Many owners that I talk with believe that their paycheck is what is left over after paying all the bills. I do not feel this is a good or accurate way to pay yourself if you are the owner. There is a saying in the economics world, “Pay yourself first”. When you know the number that you would pay a doctor to produce a certain level of revenue at your practice, you allow yourself to set goals, reduce your stress and grow your business. My experience with doctors who pay themselves last also tends to be the clinics where the doctor is working until 8 at night, calling clients, writing records, doing payroll and schedules instead of recharging or spending time with family.

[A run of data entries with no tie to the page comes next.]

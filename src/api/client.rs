use chrono::Utc;
use color_eyre::{eyre::eyre, Result};
use reqwest::header::CONTENT_TYPE;
use reqwest::StatusCode;
use serde_json::Value;
use url::Url;

use crate::cache::{FetchError, Method, RequestOptions, ResourceFetcher};
use crate::config::ApiConfig;

/// HTTP client for the portfolio REST API
#[derive(Clone)]
pub struct ApiClient {
  http: reqwest::Client,
  base_url: String,
}

impl ApiClient {
  pub fn new(config: &ApiConfig) -> Result<Self> {
    Url::parse(&config.url).map_err(|e| eyre!("Invalid API url {}: {}", config.url, e))?;

    let http = reqwest::Client::builder()
      .timeout(std::time::Duration::from_secs(config.timeout_secs))
      .user_agent(concat!("folio-cache/", env!("CARGO_PKG_VERSION")))
      .build()
      .map_err(|e| eyre!("Failed to create HTTP client: {}", e))?;

    Ok(Self {
      http,
      base_url: config.url.trim_end_matches('/').to_string(),
    })
  }

  pub fn base_url(&self) -> &str {
    &self.base_url
  }

  /// Full URL for an endpoint. Reads get a timestamp parameter so that no
  /// intermediate HTTP cache can answer for the API.
  fn url_for(&self, endpoint: &str, method: Method) -> Result<Url, FetchError> {
    let mut url = Url::parse(&format!("{}{}", self.base_url, endpoint)).map_err(|e| {
      FetchError::Transport {
        endpoint: endpoint.to_string(),
        message: format!("invalid url: {}", e),
      }
    })?;

    if method.is_read() {
      url
        .query_pairs_mut()
        .append_pair("t", &Utc::now().timestamp_millis().to_string());
    }

    Ok(url)
  }
}

impl ResourceFetcher for ApiClient {
  async fn fetch(&self, endpoint: &str, options: &RequestOptions) -> Result<Value, FetchError> {
    let transport = |e: reqwest::Error| FetchError::Transport {
      endpoint: endpoint.to_string(),
      message: e.to_string(),
    };

    let url = self.url_for(endpoint, options.method)?;
    let mut request = self
      .http
      .request(to_reqwest(options.method), url)
      .header(CONTENT_TYPE, "application/json");
    for (name, value) in &options.headers {
      request = request.header(name.as_str(), value.as_str());
    }
    if let Some(body) = &options.body {
      request = request.body(body.to_string());
    }

    let response = request.send().await.map_err(transport)?;
    let status = response.status();
    let is_json = response
      .headers()
      .get(CONTENT_TYPE)
      .and_then(|v| v.to_str().ok())
      .map(|ct| ct.contains("application/json"))
      .unwrap_or(false);

    if !status.is_success() {
      let body = response.bytes().await.ok();
      return Err(FetchError::Http {
        status: status.as_u16(),
        message: error_message(status, is_json, body.as_deref()),
      });
    }

    if status == StatusCode::NO_CONTENT || options.method == Method::Head {
      return Ok(Value::Null);
    }

    if !is_json {
      return Err(FetchError::NotJson {
        endpoint: endpoint.to_string(),
      });
    }

    let bytes = response.bytes().await.map_err(transport)?;
    serde_json::from_slice(&bytes).map_err(|e| FetchError::Payload {
      endpoint: endpoint.to_string(),
      message: e.to_string(),
    })
  }
}

/// Prefer the server's own `error`/`message` field over the bare status.
fn error_message(status: StatusCode, is_json: bool, body: Option<&[u8]>) -> String {
  let fallback = format!("HTTP error! status: {}", status.as_u16());

  if !is_json {
    return format!("{} (Non-JSON response)", fallback);
  }

  body
    .and_then(|b| serde_json::from_slice::<Value>(b).ok())
    .and_then(|v| {
      v.get("error")
        .or_else(|| v.get("message"))
        .and_then(Value::as_str)
        .map(String::from)
    })
    .unwrap_or(fallback)
}

fn to_reqwest(method: Method) -> reqwest::Method {
  match method {
    Method::Get => reqwest::Method::GET,
    Method::Head => reqwest::Method::HEAD,
    Method::Post => reqwest::Method::POST,
    Method::Put => reqwest::Method::PUT,
    Method::Patch => reqwest::Method::PATCH,
    Method::Delete => reqwest::Method::DELETE,
  }
}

A simple way to calculate fair pay for a veterinarian is to take the doctor’s driven production and multiply by 20%. Doctor driven production is defined as what the veterinarian touches or directly influences: anesthesia, surgery, vaccines, dentistry, radiology, lab, exams, pharmacy, ultrasound and some miscellaneous categories. Some practices pay a smaller percentage on heartworm/flea and food and some clinics give credit for refills. However, some practices do not pay a percentage on these last two categories.
All practice management software has the capability to provide a monthly income summary broken down by category. Unfortunately, there are a significant number of practices where all services are put under the owner, regardless of who provided the service. These clinics take more analysis to find out what level they are doing in terms of true average client transaction (ACT) per doctor. It is important to find out if they are offering diagnostics or treating everything with an office call, injection and RX. The formula that I use to determine the doctoring ACT is 3.5 times the charge of the office call. If your clinic has an office call of $40.00 then the doctor’s ACT (NOT CLINIC ACT) would be in the ball park of $140.00. A doctor doing $80.00 ACT would have tremendous ability to grow the practice.
Multiplying the total of doctor driven salary production by 20% will allow the clinic to determine what the Doctor should make as a minimum. If an owner produces $45,000 in doctor driven services and the clinic does a total of $60,000 in production, the doctor’s pay is 20% of $45,000 or $9,000. I add 2% to 3% of their production ($900-$1,350) as total benefits. I define total benefits as benefits the company pays: Social Security, payroll taxes, medical, association dues, and anything else that would be considered part of the benefit package.
An owner would be paid an additional 3% of the total production as a management fee. If the above clinic averages $60K per month, then the owner would be paid 3% of $720,000 or $21,600. If you are not hitting these revenues formulas, then you need to look at your practice. Somewhere something is off.
The one number that I feel is the most significant number that very few people talk about is how much you leave on the table. Do you know how to capture those dollars to create sustained growth? If this clinic were to be an average practice, CONSERVATIVELY they may be leaving on the table 12% or $86,400. Of the $84,600 that is CONSERVATIVELY not collected, the owner would make 60 to 70% (fixed cost would not change) of the number or $52,000. NICE RAISE and it is being left on the table.
If you are 60 years or older and plan to sell your business, leaving $52,000 or more in profits on the table may be the difference in selling your practice and having a quality retirement ($300K more on selling price) or not being able to sell your practice.